Deggen (deggen@kschw.com)
Damian Orzepowski (damian.orzepowski@4chain.studio)
Wojciech Regulski (wojciech.regulski@4chain.studio)
Arkadiusz Osowski (arkadiusz.osowski@4chain.studio)
We propose a binary format for sending Transactions between peers to allow Simple Payment Verification (SPV). The format is optimized for minimal bandwidth while maintaining data required to independently validate the transaction in full.
Assumption: Every user has an independent source of Block Headers indexed by Merkle Root.
The simplest form is two transactions, one confirmed in a block which has a corresponding Merkle path and includes an output which is being spent in the second. The second is a newly signed transaction which constitutes the actual payment.

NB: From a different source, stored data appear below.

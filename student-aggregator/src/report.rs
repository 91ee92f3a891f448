use crate::aggregator::AggregationRun;
use crate::types::{CanonicalProfile, Field};
use std::collections::BTreeMap;
use std::fmt::Write;

const SAMPLE_SIZE: usize = 5;

fn breakdown<K: Ord + ToString>(counts: &BTreeMap<K, usize>, out: &mut String) {
    if counts.is_empty() {
        out.push_str("- none\n");
    }
    for (key, count) in counts {
        let _ = writeln!(out, "- {}: {} profiles", key.to_string(), count);
    }
}

fn field_or_na(profile: &CanonicalProfile, field: Field) -> String {
    profile
        .fields
        .get(&field)
        .map(|value| value.to_string())
        .filter(|text| !text.trim().is_empty())
        .unwrap_or_else(|| "N/A".to_string())
}

/// Human-readable summary of a run: request counts, record counters,
/// breakdowns by quality, source and status, and the first few profiles.
pub fn render_usage_report(run: &AggregationRun) -> String {
    let usage = &run.usage;
    let mut out = String::new();

    let _ = writeln!(out, "Student Profile Aggregation Report");
    let _ = writeln!(out, "==================================\n");
    let _ = writeln!(out, "Institution: {}", run.institution);
    let _ = writeln!(out, "Run: {}", run.run_id);
    let _ = writeln!(out, "Total Profiles: {}\n", run.profiles.len());

    let _ = writeln!(out, "Requests:");
    for (source, requests) in &usage.requests_by_source {
        let _ = writeln!(out, "- {}: {}", source, requests);
    }
    let _ = writeln!(out, "- Total: {}\n", usage.total_requests());

    let _ = writeln!(out, "Records:");
    let _ = writeln!(out, "- Collected: {}", usage.records_collected);
    let _ = writeln!(out, "- Enriched: {}", usage.records_enriched);
    let _ = writeln!(out, "- Failed: {}", usage.records_failed);
    let _ = writeln!(out, "- Duplicates merged: {}", usage.duplicates_merged);
    if !usage.sources_failed.is_empty() {
        let _ = writeln!(out, "- Sources failed: {}", usage.sources_failed.join(", "));
    }

    let mut by_quality = BTreeMap::new();
    let mut by_source = BTreeMap::new();
    let mut by_status = BTreeMap::new();
    for profile in &run.profiles {
        *by_quality.entry(profile.quality).or_insert(0) += 1;
        *by_status.entry(profile.status).or_insert(0) += 1;
        for source in &profile.contributing_sources {
            *by_source.entry(*source).or_insert(0) += 1;
        }
    }

    out.push_str("\nData Quality Breakdown:\n");
    breakdown(&by_quality, &mut out);
    out.push_str("\nData Source Breakdown:\n");
    breakdown(&by_source, &mut out);
    out.push_str("\nStudent Status Breakdown:\n");
    breakdown(&by_status, &mut out);

    out.push_str("\nSample Profiles:\n");
    for (i, profile) in run.profiles.iter().take(SAMPLE_SIZE).enumerate() {
        let sources: Vec<&str> = profile.contributing_sources.iter().map(|s| s.as_str()).collect();
        let _ = writeln!(out, "\n{}. {}", i + 1, profile.display_name());
        let _ = writeln!(out, "   College: {}", field_or_na(profile, Field::College));
        let _ = writeln!(out, "   Degree: {}", field_or_na(profile, Field::Degree));
        let _ = writeln!(out, "   Year: {}", field_or_na(profile, Field::GraduationYear));
        let _ = writeln!(out, "   Status: {}", profile.status);
        let _ = writeln!(out, "   Sources: {}", sources.join(", "));
        let _ = writeln!(out, "   Quality: {}", profile.quality);
    }

    out
}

In cases where one or more inputs are not yet mined, each ancestral transaction is included. We step back through the Transaction DAG until every input has a corresponding parent transaction with a Merkle path.
This format is aligned with Dr. Craig Wright's explanation of SPV from this article. He makes reference to a new paradigm, this format is an attempt to bring forth that paradigm.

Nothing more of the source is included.